Be prepared. This goes without saying, but Munne Caceres elaborated helpfully: “Research not only your side of the argument but also the opposing side. One of the most impressive points about a great debater is that they always know what their opponent is going to say before they say it.” Also, it helps to know your sources, especially if you’re using statistics to bolster your position, he said. If you’re challenged by the other side, citing your source on the spot just might serve as your coup de grace.

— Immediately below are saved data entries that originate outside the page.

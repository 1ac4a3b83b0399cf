//! ApproveFlow: design proofs and the public approval link.
//!
//! A proof is sent to the customer as a tokenized link — no login, just an
//! HMAC of the proof id under `[approvals].link_secret`. The customer
//! approves or requests changes exactly once; an approval advances the
//! order from design to print.

use anyhow::{bail, Result};
use hmac::{Hmac, Mac};
use serde_json::json;
use sha2::Sha256;
use tracing::{info, warn};

use crate::config::ApprovalsConfig;
use crate::mail;
use crate::storage::{OrderRow, ProofRow, TenantRow};
use crate::AppContext;

pub const DECISIONS: &[&str] = &["approved", "changes_requested"];

type HmacSha256 = Hmac<Sha256>;

pub fn is_valid_decision(decision: &str) -> bool {
    DECISIONS.contains(&decision)
}

/// Token for a proof's public link: HMAC-SHA256 of the proof id.
pub fn link_token(secret: &str, proof_id: &str) -> Result<String> {
    if secret.is_empty() {
        bail!("approvals link_secret is not configured");
    }
    let mut mac = HmacSha256::new_from_slice(secret.as_bytes())?;
    mac.update(proof_id.as_bytes());
    Ok(hex::encode(mac.finalize().into_bytes()))
}

/// Constant-time check of a presented link token. An empty secret rejects
/// everything.
pub fn verify_token(secret: &str, proof_id: &str, token: &str) -> bool {
    if secret.is_empty() {
        return false;
    }
    let Ok(sig) = hex::decode(token.trim()) else {
        return false;
    };
    let Ok(mut mac) = HmacSha256::new_from_slice(secret.as_bytes()) else {
        return false;
    };
    mac.update(proof_id.as_bytes());
    mac.verify_slice(&sig).is_ok()
}

/// The full customer-facing URL for a proof.
pub fn proof_link(cfg: &ApprovalsConfig, proof_id: &str) -> Result<String> {
    let token = link_token(&cfg.link_secret, proof_id)?;
    Ok(format!(
        "{}/public/proofs/{proof_id}?token={token}",
        cfg.public_base_url.trim_end_matches('/')
    ))
}

/// Register a new proof version on an order and email the customer their
/// review link. The email is best-effort; the proof exists either way.
pub async fn register_proof(
    ctx: &AppContext,
    tenant: &TenantRow,
    order: &OrderRow,
    image_url: &str,
    note: Option<&str>,
) -> Result<ProofRow> {
    let proof = ctx
        .storage
        .create_proof(&tenant.id, &order.id, image_url, note)
        .await?;

    if let Some(email) = customer_email(ctx, tenant, order).await? {
        match proof_link(&ctx.config.approvals, &proof.id) {
            Ok(link) => {
                let (subject, body) =
                    mail::proof_request_email(&tenant.name, &order.title, proof.version, &link);
                match ctx
                    .mailer
                    .send(&email, tenant.reply_to_email.as_deref(), &subject, &body)
                    .await
                {
                    Ok(()) => ctx.metrics.inc_emails_sent(),
                    Err(e) => warn!(proof_id = %proof.id, "proof email failed: {e:#}"),
                }
            }
            Err(e) => warn!(proof_id = %proof.id, "no proof link: {e}"),
        }
    }

    ctx.broadcaster.broadcast(
        &tenant.id,
        "proof.created",
        json!({
            "proof_id": proof.id,
            "order_id": order.id,
            "version": proof.version,
        }),
    );
    info!(proof_id = %proof.id, order_id = %order.id, version = proof.version, "proof registered");
    Ok(proof)
}

/// Record a customer decision. Returns false when the proof was already
/// decided (the first decision wins). An approval advances the order from
/// design to print; the shop is notified either way.
pub async fn decide(
    ctx: &AppContext,
    tenant: &TenantRow,
    proof: &ProofRow,
    decision: &str,
    decided_by: &str,
    note: Option<&str>,
) -> Result<bool> {
    if !is_valid_decision(decision) {
        bail!("unknown decision '{decision}'");
    }
    let claimed = ctx
        .storage
        .decide_proof(&proof.id, decision, decided_by, note)
        .await?;
    if !claimed {
        return Ok(false);
    }

    let order = ctx.storage.get_order(&tenant.id, &proof.order_id).await?;
    let order_title = order.as_ref().map(|o| o.title.as_str()).unwrap_or("order");

    if let Some(ref shop_email) = tenant.reply_to_email {
        let (subject, body) = mail::proof_decision_email(order_title, proof.version, decision, note);
        match ctx.mailer.send(shop_email, None, &subject, &body).await {
            Ok(()) => ctx.metrics.inc_emails_sent(),
            Err(e) => warn!(proof_id = %proof.id, "decision email failed: {e:#}"),
        }
    }

    if decision == "approved" {
        let advanced = ctx
            .storage
            .advance_order_stage(&proof.order_id, "design", "print")
            .await?;
        if advanced {
            ctx.broadcaster.broadcast(
                &tenant.id,
                "order.updated",
                json!({ "order_id": proof.order_id, "stage": "print" }),
            );
        }
    }

    ctx.broadcaster.broadcast(
        &tenant.id,
        "proof.decided",
        json!({
            "proof_id": proof.id,
            "order_id": proof.order_id,
            "decision": decision,
        }),
    );
    info!(proof_id = %proof.id, decision, "proof decided");
    Ok(true)
}

/// Janitor hook: for every pending proof past the reminder window, open a
/// follow-up task for the shop and nudge the customer once.
pub async fn send_proof_reminders(ctx: &AppContext) -> Result<u64> {
    let stale = ctx
        .storage
        .list_stale_pending_proofs(ctx.config.approvals.reminder_days)
        .await?;
    let mut reminded = 0;
    for proof in stale {
        let Some(tenant) = ctx.storage.get_tenant(&proof.tenant_id).await? else {
            continue;
        };
        let order = ctx.storage.get_order(&tenant.id, &proof.order_id).await?;
        let order_title = order.as_ref().map(|o| o.title.as_str()).unwrap_or("order");

        if !ctx
            .storage
            .has_open_task_for_ref(&tenant.id, "proof", &proof.id)
            .await?
        {
            ctx.storage
                .create_task(
                    &tenant.id,
                    &format!("Nudge customer on proof v{} for {order_title}", proof.version),
                    None,
                    "proof",
                    Some(&proof.id),
                    None,
                )
                .await?;
        }

        if let Some(order) = order.as_ref() {
            if let Some(email) = customer_email(ctx, &tenant, order).await? {
                if let Ok(link) = proof_link(&ctx.config.approvals, &proof.id) {
                    let (subject, body) = mail::proof_reminder_email(
                        &tenant.name,
                        order_title,
                        proof.version,
                        &link,
                    );
                    match ctx
                        .mailer
                        .send(&email, tenant.reply_to_email.as_deref(), &subject, &body)
                        .await
                    {
                        Ok(()) => ctx.metrics.inc_emails_sent(),
                        Err(e) => warn!(proof_id = %proof.id, "reminder email failed: {e:#}"),
                    }
                }
            }
        }

        ctx.storage.mark_proof_reminded(&proof.id).await?;
        reminded += 1;
    }
    Ok(reminded)
}

async fn customer_email(
    ctx: &AppContext,
    tenant: &TenantRow,
    order: &OrderRow,
) -> Result<Option<String>> {
    let Some(ref contact_id) = order.contact_id else {
        return Ok(None);
    };
    let contact = ctx.storage.get_contact(&tenant.id, contact_id).await?;
    Ok(contact.and_then(|c| c.email))
}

Silence isn’t always golden, at least in a debate. “Long pauses are awkward,” Munne Caceres said. Sometimes you just don’t know how to respond. Don’t panic. You can buy yourself a few seconds by taking a deep breath and a drink of water. Asking to have question repeated or clarified is another effective strategy for regaining your bearings.

Have an inflated ego (be honest)? Let out a few psi. “It’s important to realize that the other debater is arguing against your position, not you,” Munne Caceres advised. “Don’t take anything personally. If you want to hold your own in a debate, it’s important to stay calm and collected. Take a deep breath before you respond.”

It’s OK to make mistakes. “I always say, ‘Honesty is the best policy.’ So if you make a mistake, just say, ‘Let me rephrase that.’ Everyone messes up whether it’s because they’re nervous or for another reason.”

It’s OK to agree, but in a debate, do so cautiously and sparingly. The first televised presidential debate was a disaster for Richard Nixon for a number of reasons, Munne Caceres noted. One of them was that Nixon appeared too agreeable with his opponent, the younger, more powdered John F. Kennedy. Agreeing may seem like an asset in most situations, but people tend to see agreeing as a weakness in a debate.

Presidential hopefuls often overlook this one: Don’t interrupt. Give your rival interlocutor the benefit of the doubt for knowing as much and feeling as passionately as you do on the issue. In an informal setting, Munne Caceres thinks its passable to interject sparingly, but only if you are experienced. Inexperienced debaters may fare best by writing down their disagreement and voicing it only after the other speaker finishes. “It’s fun to have a lively discussion,” he said. “But every debate develops its own pace, and once you’re comfortable you can interject … a little. Most of the time it’s just disrespectful.”

Listen. This is the quality Munne Caceres said most newbies overlook. “Definitely come prepared with your points, but don’t count on delivering your argument like a memorized speech. The opposing side might throw a curveball at you, and if you listen, assuming you’ve done your research, you’ll be able to adapt,” he said.

How can you gauge if a debate went well? Here, Munne Caceres takes a magnanimous approach: “A good debate, I think, is when both sides walk away thinking, ‘We had a great discussion.’ When both teams made good points. Sometimes the more challenging debates end up being the better ones.”